We're working with a therapist currently, and here's some things we did;
- 25,000+ keywords - we performed competition research and gathered this list
- 12,768 keywords - this was the unique number of keywords across all 12 competitors
- 500 keywords - this is what we narrowed the initial list to, after removing irrelevant terms like "how to" "how much" etc
- 57 keywords - this is what we finally settled on
- 18 keywords - the number of focus keywords for SEO Content
- 16 ads - the number of unique ads created in his campaign
- 7 categories - the number of categories each keyword fell into
Each category has UNIQUE keywords to trigger the category, and each category has 3-5 ads (from the 16 that were made). Here's some categories for example; anxiety, depression, therapy, relationship, counseling
So, now that we have all our keywords, all our categories and our ads created, it's a matter of creating the campaign and setting budgets and target areas and devices.
In most cases, an adwords campaign can see a 1-3% clickthrough rate, so if you're spending $1 per click, you need $100-$300 just get get the person to your site - then you need them to convert.
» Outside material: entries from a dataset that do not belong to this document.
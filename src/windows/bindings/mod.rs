//! Windows API bindings
//!
//! Low-level FFI bindings to Windows system libraries.

pub mod kernel32;
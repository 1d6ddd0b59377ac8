//! Tracing subscriber setup

use crate::config::LoggingConfig;
use anyhow::{Context, Result};
use std::path::Path;
use tracing_appender::non_blocking::WorkerGuard;
use tracing_appender::rolling::{RollingFileAppender, Rotation};
use tracing_subscriber::EnvFilter;

/// Install the global subscriber. `RUST_LOG` overrides the configured level.
///
/// With `logging.file` set, output is appended to that file from a background
/// writer; an injected host usually has no console to write to. Keep the
/// returned guard alive for as long as logs should be flushed.
pub fn init(config: &LoggingConfig) -> Result<Option<WorkerGuard>> {
    let filter = EnvFilter::try_from_default_env()
        .or_else(|_| EnvFilter::try_new(&config.level))
        .context("invalid log filter")?;

    let (installed, guard) = match &config.file {
        Some(path) => {
            let (writer, guard) = tracing_appender::non_blocking(file_appender(path)?);
            let installed = tracing_subscriber::fmt()
                .with_env_filter(filter)
                .with_ansi(false)
                .with_writer(writer)
                .try_init();
            (installed, Some(guard))
        }
        None => {
            let installed = tracing_subscriber::fmt()
                .with_env_filter(filter)
                .with_writer(std::io::stderr)
                .try_init();
            (installed, None)
        }
    };

    // A subscriber installed earlier (by the host or a previous bridge) stays in place
    match installed {
        Ok(()) => Ok(guard),
        Err(e) => {
            tracing::debug!("Keeping existing subscriber: {}", e);
            Ok(None)
        }
    }
}

/// Append-only appender for `path`, never rotated
fn file_appender(path: &Path) -> Result<RollingFileAppender> {
    let file_name = path
        .file_name()
        .with_context(|| format!("log file {} has no file name", path.display()))?;
    let directory = path
        .parent()
        .filter(|parent| !parent.as_os_str().is_empty())
        .unwrap_or_else(|| Path::new("."));

    RollingFileAppender::builder()
        .rotation(Rotation::NEVER)
        .filename_prefix(file_name.to_string_lossy().into_owned())
        .build(directory)
        .with_context(|| format!("failed to open log file {}", path.display()))
}
//! Newline-delimited frame codec
//!
//! ```text
//! +------------------------+------+
//! |  N bytes (UTF-8 JSON)  | '\n' |
//! +------------------------+------+
//! ```

use bytes::{BufMut, BytesMut};
use std::io;
use tokio_util::codec::{Decoder, Encoder};

/// Longest accepted frame, terminator excluded
pub const MAX_FRAME_LENGTH: usize = 64 * 1024;

const TERMINATOR: u8 = b'\n';

/// Codec splitting a byte stream into text frames
#[derive(Debug, Default)]
pub struct FrameCodec {
    /// Bytes of the buffer already searched for a terminator
    scanned: usize,
}

impl FrameCodec {
    #[must_use]
    pub fn new() -> Self {
        Self::default()
    }
}

impl Decoder for FrameCodec {
    type Item = String;
    type Error = CodecError;

    fn decode(&mut self, src: &mut BytesMut) -> Result<Option<Self::Item>, Self::Error> {
        loop {
            let Some(position) = src[self.scanned..]
                .iter()
                .position(|byte| *byte == TERMINATOR)
            else {
                if src.len() > MAX_FRAME_LENGTH {
                    return Err(CodecError::FrameTooLarge(src.len()));
                }
                self.scanned = src.len();
                return Ok(None);
            };

            let length = self.scanned + position;
            self.scanned = 0;
            if length > MAX_FRAME_LENGTH {
                return Err(CodecError::FrameTooLarge(length));
            }

            let frame = src.split_to(length + 1);
            let text = &frame[..length];
            if text.is_empty() {
                continue;
            }
            return Ok(Some(String::from_utf8_lossy(text).into_owned()));
        }
    }

    fn decode_eof(&mut self, src: &mut BytesMut) -> Result<Option<Self::Item>, Self::Error> {
        let frame = self.decode(src)?;
        if frame.is_none() {
            // An unterminated tail is not a frame
            src.clear();
            self.scanned = 0;
        }
        Ok(frame)
    }
}

impl<T: AsRef<str>> Encoder<T> for FrameCodec {
    type Error = CodecError;

    fn encode(&mut self, item: T, dst: &mut BytesMut) -> Result<(), Self::Error> {
        let text = item.as_ref();
        if text.len() > MAX_FRAME_LENGTH {
            return Err(CodecError::FrameTooLarge(text.len()));
        }

        dst.reserve(text.len() + 1);
        dst.put_slice(text.as_bytes());
        dst.put_u8(TERMINATOR);
        Ok(())
    }
}

/// Errors that can occur during codec operations
#[derive(Debug, thiserror::Error)]
pub enum CodecError {
    #[error("I/O error: {0}")]
    Io(#[from] io::Error),

    #[error("Frame too large: {0} bytes (max: {MAX_FRAME_LENGTH})")]
    FrameTooLarge(usize),
}

#[cfg(test)]
mod tests {
    use super::*;

    #[test]
    fn test_decode_single_frame() {
        let mut codec = FrameCodec::new();
        let mut buf = BytesMut::from(&b"{\"cmd\":\"ping\"}\n"[..]);

        let frame = codec.decode(&mut buf).unwrap().unwrap();
        assert_eq!(frame, r#"{"cmd":"ping"}"#);
        assert!(buf.is_empty());
    }

    #[test]
    fn test_decode_partial_input() {
        let mut codec = FrameCodec::new();
        let mut buf = BytesMut::from(&b"{\"cmd\":"[..]);
        assert!(codec.decode(&mut buf).unwrap().is_none());

        buf.extend_from_slice(b"\"refresh\"}\n{\"cmd\"");
        let frame = codec.decode(&mut buf).unwrap().unwrap();
        assert_eq!(frame, r#"{"cmd":"refresh"}"#);
        assert!(codec.decode(&mut buf).unwrap().is_none());
        assert_eq!(&buf[..], b"{\"cmd\"");
    }

    #[test]
    fn test_decode_multiple_frames_in_one_read() {
        let mut codec = FrameCodec::new();
        let mut buf = BytesMut::from(&b"a\nb\n"[..]);

        assert_eq!(codec.decode(&mut buf).unwrap().as_deref(), Some("a"));
        assert_eq!(codec.decode(&mut buf).unwrap().as_deref(), Some("b"));
        assert!(codec.decode(&mut buf).unwrap().is_none());
    }

    #[test]
    fn test_empty_lines_are_skipped() {
        let mut codec = FrameCodec::new();
        let mut buf = BytesMut::from(&b"\n\n{}\n"[..]);

        assert_eq!(codec.decode(&mut buf).unwrap().as_deref(), Some("{}"));
    }

    #[test]
    fn test_invalid_utf8_is_replaced() {
        let mut codec = FrameCodec::new();
        let mut buf = BytesMut::from(&b"ab\xFFc\n"[..]);

        let frame = codec.decode(&mut buf).unwrap().unwrap();
        assert_eq!(frame, "ab\u{FFFD}c");
    }

    #[test]
    fn test_oversized_frame_is_an_error() {
        let mut codec = FrameCodec::new();
        let mut buf = BytesMut::new();
        buf.extend_from_slice(&vec![b'x'; MAX_FRAME_LENGTH + 1]);

        let result = codec.decode(&mut buf);
        assert!(matches!(result, Err(CodecError::FrameTooLarge(_))));
    }

    #[test]
    fn test_unterminated_tail_is_dropped_at_eof() {
        let mut codec = FrameCodec::new();
        let mut buf = BytesMut::from(&b"done\npartial"[..]);

        assert_eq!(codec.decode_eof(&mut buf).unwrap().as_deref(), Some("done"));
        assert!(codec.decode_eof(&mut buf).unwrap().is_none());
        assert!(buf.is_empty());
    }

    #[test]
    fn test_encode_appends_terminator() {
        let mut codec = FrameCodec::new();
        let mut buf = BytesMut::new();

        codec.encode(r#"{"type":"pong","ts":1}"#, &mut buf).unwrap();
        assert_eq!(&buf[..], b"{\"type\":\"pong\",\"ts\":1}\n");
    }
}
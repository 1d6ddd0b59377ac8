//! Outbound messages

use crate::core::types::Address;
use crate::registry::{TrackedValue, ValueRegistry};
use serde::ser::{SerializeMap, Serializer};
use serde::Serialize;

/// Version announced in `hello`
pub const PROTOCOL_VERSION: &str = "1.0";

/// Machine-readable error codes
#[derive(Debug, Clone, Copy, PartialEq, Eq, Serialize)]
#[serde(rename_all = "SCREAMING_SNAKE_CASE")]
pub enum ErrorCode {
    WriteFailed,
    UnknownTarget,
    UnknownCmd,
    MainramNotFound,
}

/// One value inside a `full` or `delta` message
#[derive(Debug, Clone, PartialEq, Eq, Serialize)]
pub struct SnapshotValue {
    pub v: u32,
    /// Emulated address, 8 upper-case hex digits
    #[serde(skip_serializing_if = "Option::is_none")]
    pub a: Option<String>,
    /// Width in bytes
    #[serde(skip_serializing_if = "Option::is_none")]
    pub s: Option<u8>,
}

/// Name-keyed values, serialized as a JSON object in insertion order
#[derive(Debug, Clone, Default, PartialEq, Eq)]
pub struct Snapshot(Vec<(String, SnapshotValue)>);

impl Snapshot {
    /// Every value read at least once, with address and width
    pub fn full(registry: &ValueRegistry) -> Self {
        Snapshot(
            registry
                .initialized()
                .map(|value| (value.name.clone(), describe(value)))
                .collect(),
        )
    }

    /// Only values flagged as changed
    pub fn delta(registry: &ValueRegistry) -> Self {
        Snapshot(
            registry
                .changed()
                .map(|value| {
                    (
                        value.name.clone(),
                        SnapshotValue {
                            v: value.current,
                            a: None,
                            s: None,
                        },
                    )
                })
                .collect(),
        )
    }

    pub fn len(&self) -> usize {
        self.0.len()
    }

    pub fn is_empty(&self) -> bool {
        self.0.is_empty()
    }

    pub fn get(&self, name: &str) -> Option<&SnapshotValue> {
        self.0
            .iter()
            .find(|(key, _)| key == name)
            .map(|(_, value)| value)
    }
}

fn describe(value: &TrackedValue) -> SnapshotValue {
    SnapshotValue {
        v: value.current,
        a: Some(format!("{:08X}", value.address)),
        s: Some(u8::from(value.width)),
    }
}

impl Serialize for Snapshot {
    fn serialize<S: Serializer>(&self, serializer: S) -> Result<S::Ok, S::Error> {
        let mut map = serializer.serialize_map(Some(self.0.len()))?;
        for (name, value) in &self.0 {
            map.serialize_entry(name, value)?;
        }
        map.end()
    }
}

/// Messages sent to the client
#[derive(Debug, Clone, PartialEq, Eq, Serialize)]
#[serde(tag = "type", rename_all = "lowercase")]
pub enum OutboundMessage {
    Hello {
        version: String,
        addresses: usize,
    },
    Status {
        connected: bool,
        #[serde(rename = "gameActive")]
        game_active: bool,
        #[serde(skip_serializing_if = "Option::is_none")]
        mainram: Option<String>,
    },
    Full {
        data: Snapshot,
    },
    Delta {
        data: Snapshot,
    },
    Pong {
        ts: u64,
    },
    Error {
        code: ErrorCode,
        msg: String,
    },
}

impl OutboundMessage {
    pub fn hello(addresses: usize) -> Self {
        OutboundMessage::Hello {
            version: PROTOCOL_VERSION.to_string(),
            addresses,
        }
    }

    pub fn status(connected: bool, mainram: Option<Address>) -> Self {
        OutboundMessage::Status {
            connected,
            game_active: mainram.is_some(),
            mainram: mainram.map(|base| format!("0x{:X}", base.as_usize())),
        }
    }

    /// Complete snapshot of every value read so far
    pub fn full(registry: &ValueRegistry) -> Self {
        OutboundMessage::Full {
            data: Snapshot::full(registry),
        }
    }

    /// Changed values, or `None` when nothing changed
    pub fn delta(registry: &ValueRegistry) -> Option<Self> {
        let data = Snapshot::delta(registry);
        (!data.is_empty()).then_some(OutboundMessage::Delta { data })
    }

    pub fn pong(ts: u64) -> Self {
        OutboundMessage::Pong { ts }
    }

    pub fn error(code: ErrorCode, msg: impl Into<String>) -> Self {
        OutboundMessage::Error {
            code,
            msg: msg.into(),
        }
    }

    /// Serialize to one frame body, terminator excluded
    pub fn to_frame(&self) -> serde_json::Result<String> {
        serde_json::to_string(self)
    }
}

#[cfg(test)]
mod tests {
    use super::*;
    use crate::core::types::{MemoryResult, Width};
    use pretty_assertions::assert_eq;
    use serde_json::json;

    fn registry() -> ValueRegistry {
        let mut registry = ValueRegistry::new();
        registry.register("ZENY", 0x020F_3394, Width::Word);
        registry.register("NOISE", 0x020F_39C0, Width::Byte);
        registry.register("CARD01", 0x020F_3806, Width::Half);
        registry
    }

    fn to_json(message: &OutboundMessage) -> serde_json::Value {
        serde_json::from_str(&message.to_frame().unwrap()).unwrap()
    }

    #[test]
    fn test_hello_and_status() {
        assert_eq!(
            to_json(&OutboundMessage::hello(35)),
            json!({"type": "hello", "version": "1.0", "addresses": 35})
        );
        assert_eq!(
            to_json(&OutboundMessage::status(true, None)),
            json!({"type": "status", "connected": true, "gameActive": false})
        );
        assert_eq!(
            to_json(&OutboundMessage::status(true, Some(Address::new(0x1_4000_0000)))),
            json!({"type": "status", "connected": true, "gameActive": true, "mainram": "0x140000000"})
        );
    }

    #[test]
    fn test_full_skips_unread_values_and_keeps_order() {
        let mut registry = registry();
        registry.update(&|address: u32, _width: Width| -> MemoryResult<u32> {
            if address == 0x020F_39C0 {
                Err(crate::MemoryError::TargetNotAcquired)
            } else {
                Ok(7)
            }
        });

        let message = OutboundMessage::full(&registry);
        assert_eq!(
            message.to_frame().unwrap(),
            r#"{"type":"full","data":{"ZENY":{"v":7,"a":"020F3394","s":4},"CARD01":{"v":7,"a":"020F3806","s":2}}}"#
        );
    }

    #[test]
    fn test_delta_only_changed_and_never_empty() {
        let mut registry = registry();
        registry.update(&|_address: u32, _width: Width| -> MemoryResult<u32> { Ok(1) });
        registry.reset_change_flags();

        assert!(OutboundMessage::delta(&registry).is_none());

        registry.update(&|address: u32, _width: Width| -> MemoryResult<u32> {
            Ok(if address == 0x020F_3394 { 100_000 } else { 1 })
        });
        let delta = OutboundMessage::delta(&registry).unwrap();
        assert_eq!(
            to_json(&delta),
            json!({"type": "delta", "data": {"ZENY": {"v": 100000}}})
        );
    }

    #[test]
    fn test_error_codes() {
        assert_eq!(
            to_json(&OutboundMessage::error(ErrorCode::MainramNotFound, "not found")),
            json!({"type": "error", "code": "MAINRAM_NOT_FOUND", "msg": "not found"})
        );
        assert_eq!(
            serde_json::to_string(&ErrorCode::UnknownCmd).unwrap(),
            r#""UNKNOWN_CMD""#
        );
    }

    #[test]
    fn test_pong() {
        assert_eq!(
            to_json(&OutboundMessage::pong(1_700_000_000_000)),
            json!({"type": "pong", "ts": 1_700_000_000_000u64})
        );
    }
}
By spending the time to do the keyword research, our current click rate is at just under 62% and the conversions on those clients are at 17%.
We call that a win, and so does the client!
Adwords work, if you do the research. You need to target your niche pretty deep, but if you're paying for each person to come to the site, you had better be very specific about who you're looking for. Don't just open your wallet and plug in a few words - you're going to loose your ass if you do that. Spending the money on research so that you're getting in front of the right clients is paramount!